TF, Abdel-Messih I, Shaheen H, Frenck RW Jr, Svennerholm A-M, Clemens JD: High disease burden of diarrhea due to enterotoxigenic Escherichia coli among rural Egyptian infants and young children. J Clin Microbiol from 2003, 41:4862–64.CrossRefPubMed 15. Aslani MM, Ahrabi SS, Alikhani YM, Jafari F, Zali RM, Mani M: Molecular detection and antimicrobial resistance of diarrheagenic Escherichia coli strains isolated from diarrheal cases. Saudi Med J 2008, 29:388–392.PubMed 16. Al-Gallas N, Bahri O, Bouratbeen A, Ben Haasen A, Ben Aissa R: Etiology of acute diarrhea in children and adults in Tunis, Tunisia, with emphasis on diarrheagenic Escherichia coli : prevalence, phenotyping, and molecular epidemiology. Am J Trop Med Hyg 2007, 77:571–582.PubMed 17. Porat N, Levy A, Fraser D, Deckelbaum RJ, Dagan R: Prevalence of intestinal infections caused by diarrheagenic Escherichia coli in Bedouin infants and young children in Southern Israel. Pediatr Infect Dis J 1998, 17:482–488.

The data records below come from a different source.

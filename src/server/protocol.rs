//! Wire types for the `/ocr` endpoint.

use crate::error::OcrError;
use actix_multipart::form::{bytes::Bytes, text::Text, MultipartForm};
use serde::{Deserialize, Serialize};

/// The envelope returned for every `/ocr` request. `data` carries the
/// recognized text on success; `cookies` only appears when the image
/// was fetched from a URL whose response set cookies.
#[derive(Debug, Serialize)]
pub struct OcrResponse {
    pub code: i32,
    #[serde(skip_serializing_if = "Option::is_none")]
    pub data: Option<String>,
    #[serde(skip_serializing_if = "Option::is_none")]
    pub cookies: Option<String>,
    pub msg: String,
}

impl OcrResponse {
    pub fn success(text: String, cookies: Option<String>) -> Self {
        OcrResponse {
            code: 200,
            data: Some(text),
            cookies,
            msg: "recognition succeeded".to_string(),
        }
    }

    pub fn failure(code: i32, msg: String) -> Self {
        OcrResponse {
            code,
            data: None,
            cookies: None,
            msg,
        }
    }
}

impl From<&OcrError> for OcrResponse {
    fn from(err: &OcrError) -> Self {
        // Internal failures stay generic on the wire
        let msg = match err {
            OcrError::Internal(_) => "internal error while processing the image".to_string(),
            other => other.to_string(),
        };
        OcrResponse::failure(err.code(), msg)
    }
}

/// `multipart/form-data` request body. All fields are optional; the
/// resolver decides which one wins.
#[derive(MultipartForm)]
pub struct OcrMultipart {
    pub data: Option<Text<String>>,
    pub file: Option<Bytes>,
    pub url: Option<Text<String>>,
    pub headers: Option<Text<String>>,
    pub params: Option<Text<String>>,
}

/// `application/x-www-form-urlencoded` request body; carries
/// everything but a file part.
#[derive(Debug, Deserialize)]
pub struct OcrForm {
    pub data: Option<String>,
    pub url: Option<String>,
    pub headers: Option<String>,
    pub params: Option<String>,
}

2001; Leakey et al. 2004). Few studies, in which both responses were simultaneously analyzed in plants growing in the field (Logan et al. 1997; Watling et al. 1997b; Adams et al. 1999), showed adjustment of the partitioning of absorbed light energy between photochemistry and photoprotection of photosystem

II (PSII) in response to dynamically changing PAR over a day, somewhat increased accumulation of the xanthophyll-cycle pigments (violaxanthin, V; antheraxanthin, A; zeaxanthin, Z), and retention of A and Z in leaves after exposure to strong sunflecks. The light-induced de-epoxidation of V to A and Z in the xanthophyll cycle is known to be involved in photoprotective thermal energy dissipation (Demmig-Adams 1990; Niyogi et al. 1998) and protection of thylakoid membranes against lipid peroxidation (Havaux and Niyogi 1999; Havaux et al. 2007). Thus, upregulation of these photoprotective mechanisms seems to be crucial for acclimation of LL-grown INK 128 clinical trial plants to fluctuating light environment with sunflecks. Compared to diurnal changes in photosynthesis and photoprotection under fluctuating light environment or physiological and biochemical properties

of leaves acclimated https://www.selleckchem.com/products/Fulvestrant.html to sunfleck conditions, much less is known about the acclimatory processes which bring about such alterations in leaf properties. How quickly can the capacities of photoprotection and carbon gain change in leaves during acclimation to sunfleck conditions? Are the acclimatory processes Phospholipase D1 for photosynthesis and photoprotection similarly or differently affected by duration, frequency and intensity of sunflecks? In order to address these questions, we exposed LL-grown plants of the model species Arabidopsis thaliana (hereafter Arabidopsis), a common laboratory accession Columbia-0 (Col-0), to well-defined sunfleck conditions in a controlled climate chamber and monitored acclimatory

changes in PSII activities, starch accumulation, and leaf growth for 7 days. Owing to the availability of large genetic resources and extensive knowledge accumulating at all levels from genes to whole plant, Arabidopsis has become an important model system in plant biology. Unlike forest understorey plants, however, Arabidopsis usually occupies open or disturbed habitats and is a poor competitor in dense vegetations (Koornneef et al. 2004). This may imply limited capacities of Arabidopsis plants to grow under LL + sunflecks environments, possibly due to low carbon gain and/or insufficient photoprotection in such conditions. Effects of sunfleck duration, frequency, and intensity on the acclimatory responses were examined by applying short sunflecks (SSF, lasting 20 s) at two different intensities (650 or 1,250 μmol photons m−2 s−1) and two different intervals (every 6 or 12 min) or long sunflecks (LSF, lasting 40 min) at 650 μmol photons m−2 s−1 once a day. The sunfleck treatments were performed under PAR of the LL growth condition (50 μmol photons m−2 s−1).